§ **Task goal**: A complete answer lists every line of the entries below where the string "This" appears.
━━━━━━
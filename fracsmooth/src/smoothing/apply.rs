use super::padding::PaddedMagnitude;
use super::weights::SmoothingWeights;
use crate::kernel::ExecInvariantViolation;
use fracsmooth_core::num_rs::{angle, polar2cartesian};
use ndarray::{Array2, ArrayBase, ArrayView2, Data, Ix2, Zip};
use num_complex::Complex;

/// Weighted reduction over the raster axis: `sum_j padded[c, k, j] * weight[k, j]`.
///
/// The weights are shared by every channel.
pub fn reduce_weighted(
    padded: &PaddedMagnitude,
    weights: &SmoothingWeights,
) -> Result<Array2<f64>, ExecInvariantViolation> {
    let (n_channels, n_bins, size) = padded.dim();
    let w = weights.view();
    if w.dim() != (n_bins, size) {
        return Err(ExecInvariantViolation::ShapeMismatch {
            arg: "weights",
            expected: (n_bins, size),
            got: w.dim(),
        });
    }

    let padded = padded.view();
    let mut magnitude = Array2::zeros((n_channels, n_bins));
    for (block, mut smoothed) in padded.outer_iter().zip(magnitude.outer_iter_mut()) {
        Zip::from(&mut smoothed)
            .and(block.rows())
            .and(w.rows())
            .for_each(|m, x, wk| *m = x.dot(&wk));
    }
    Ok(magnitude)
}

/// Attach the phase of `original` to `magnitude`.
pub fn recombine<S>(
    magnitude: &ArrayBase<S, Ix2>,
    original: ArrayView2<'_, Complex<f64>>,
) -> Result<Array2<Complex<f64>>, ExecInvariantViolation>
where
    S: Data<Elem = f64>,
{
    let phase = angle(&original);
    Ok(polar2cartesian(magnitude, &phase)?)
}
//! Trait interfaces for spectrum smoothing capabilities.

use crate::kernel::{ExecInvariantViolation, ReadSpectrum, WriteSpectrum};
use ndarray::Array2;
use num_complex::Complex;

/// Magnitude smoothing of a `(channels, bins)` complex spectrum.
pub trait SpectrumSmooth {
    /// Run smoothing into a caller-provided output buffer of the input's shape.
    fn run_into<I, O>(&self, input: &I, out: &mut O) -> Result<(), ExecInvariantViolation>
    where
        I: ReadSpectrum + ?Sized,
        O: WriteSpectrum + ?Sized;

    /// Run smoothing and allocate a `(channels, bins)` output.
    fn run_alloc<I>(&self, input: &I) -> Result<Array2<Complex<f64>>, ExecInvariantViolation>
    where
        I: ReadSpectrum + ?Sized;
}
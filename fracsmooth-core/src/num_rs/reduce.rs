use crate::{Error, Result};
use ndarray::{s, ArrayBase, Data, Ix1};

/// Arithmetic mean of the last `stat_length` values of `x`.
///
/// This is the statistic `numpy.pad(..., mode="mean", stat_length=n)` uses for
/// the trailing side of a 1D array. A `stat_length` longer than `x` is clipped
/// to the whole array.
///
/// # Errors
/// [`Error::InvalidArg`] when `x` is empty or `stat_length` is zero.
pub fn tail_mean<S>(x: &ArrayBase<S, Ix1>, stat_length: usize) -> Result<f64>
where
    S: Data<Elem = f64>,
{
    if x.is_empty() {
        return Err(Error::InvalidArg {
            arg: "x".into(),
            reason: "cannot take the mean of an empty array".into(),
        });
    }
    if stat_length == 0 {
        return Err(Error::InvalidArg {
            arg: "stat_length".into(),
            reason: "stat_length must be > 0".into(),
        });
    }
    let n = stat_length.min(x.len());
    let tail = x.slice(s![x.len() - n..]);
    Ok(tail.sum() / n as f64)
}

#[cfg(test)]
mod tests {
    use super::*;
    use approx::assert_relative_eq;
    use ndarray::array;

    #[test]
    fn tail_mean_uses_trailing_values() {
        let x = array![1.0, 2.0, 3.0, 4.0, 5.0];
        assert_relative_eq!(tail_mean(&x, 2).unwrap(), 4.5);
        assert_relative_eq!(tail_mean(&x, 1).unwrap(), 5.0);
        assert_relative_eq!(tail_mean(&x, 5).unwrap(), 3.0);
    }

    #[test]
    fn tail_mean_clips_long_windows() {
        let x = array![2.0, 4.0];
        assert_relative_eq!(tail_mean(&x, 10).unwrap(), 3.0);
    }

    #[test]
    fn tail_mean_rejects_degenerate_input() {
        let empty = ndarray::Array1::<f64>::zeros(0);
        assert!(tail_mean(&empty, 1).is_err());
        assert!(tail_mean(&array![1.0], 0).is_err());
    }
}
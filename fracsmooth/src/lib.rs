//! Fractional-octave smoothing for complex spectra.
//!
//! Smoothing widens the averaging window in proportion to frequency, which
//! keeps a constant relative bandwidth (constant-Q) across the spectrum. This
//! is the usual way to make measured transfer functions such as head-related
//! or room transfer functions readable without touching their phase.
//!
//! ```
//! use ndarray::Array2;
//! use num_complex::Complex;
//! use fracsmooth::kernel::KernelLifecycle;
//! use fracsmooth::smoothing::traits::SpectrumSmooth;
//! use fracsmooth::smoothing::{FracSmoothConfig, FracSmoothKernel};
//!
//! let kernel = FracSmoothKernel::try_new(FracSmoothConfig::new(1.0 / 3.0)).unwrap();
//! let spectrum = Array2::from_elem((2, 257), Complex::new(0.5, 0.5));
//! let smoothed = kernel.run_alloc(&spectrum).unwrap();
//! assert_eq!(smoothed.dim(), (2, 257));
//! ```

#![deny(missing_docs)]

pub mod kernel;
pub mod signal;
pub mod smoothing;

pub use fracsmooth_core::num_rs;
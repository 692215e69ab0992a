//! numpy-flavoured element helpers.

mod elementwise;
mod polar;
mod reduce;

pub use elementwise::*;
pub use polar::*;
pub use reduce::*;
━━━━━━
§ **Exercise result**:
/// This is the statistic `numpy.pad(..., mode="mean", stat_length=n)` uses for
//! keeps a constant relative bandwidth (constant-Q) across the spectrum. This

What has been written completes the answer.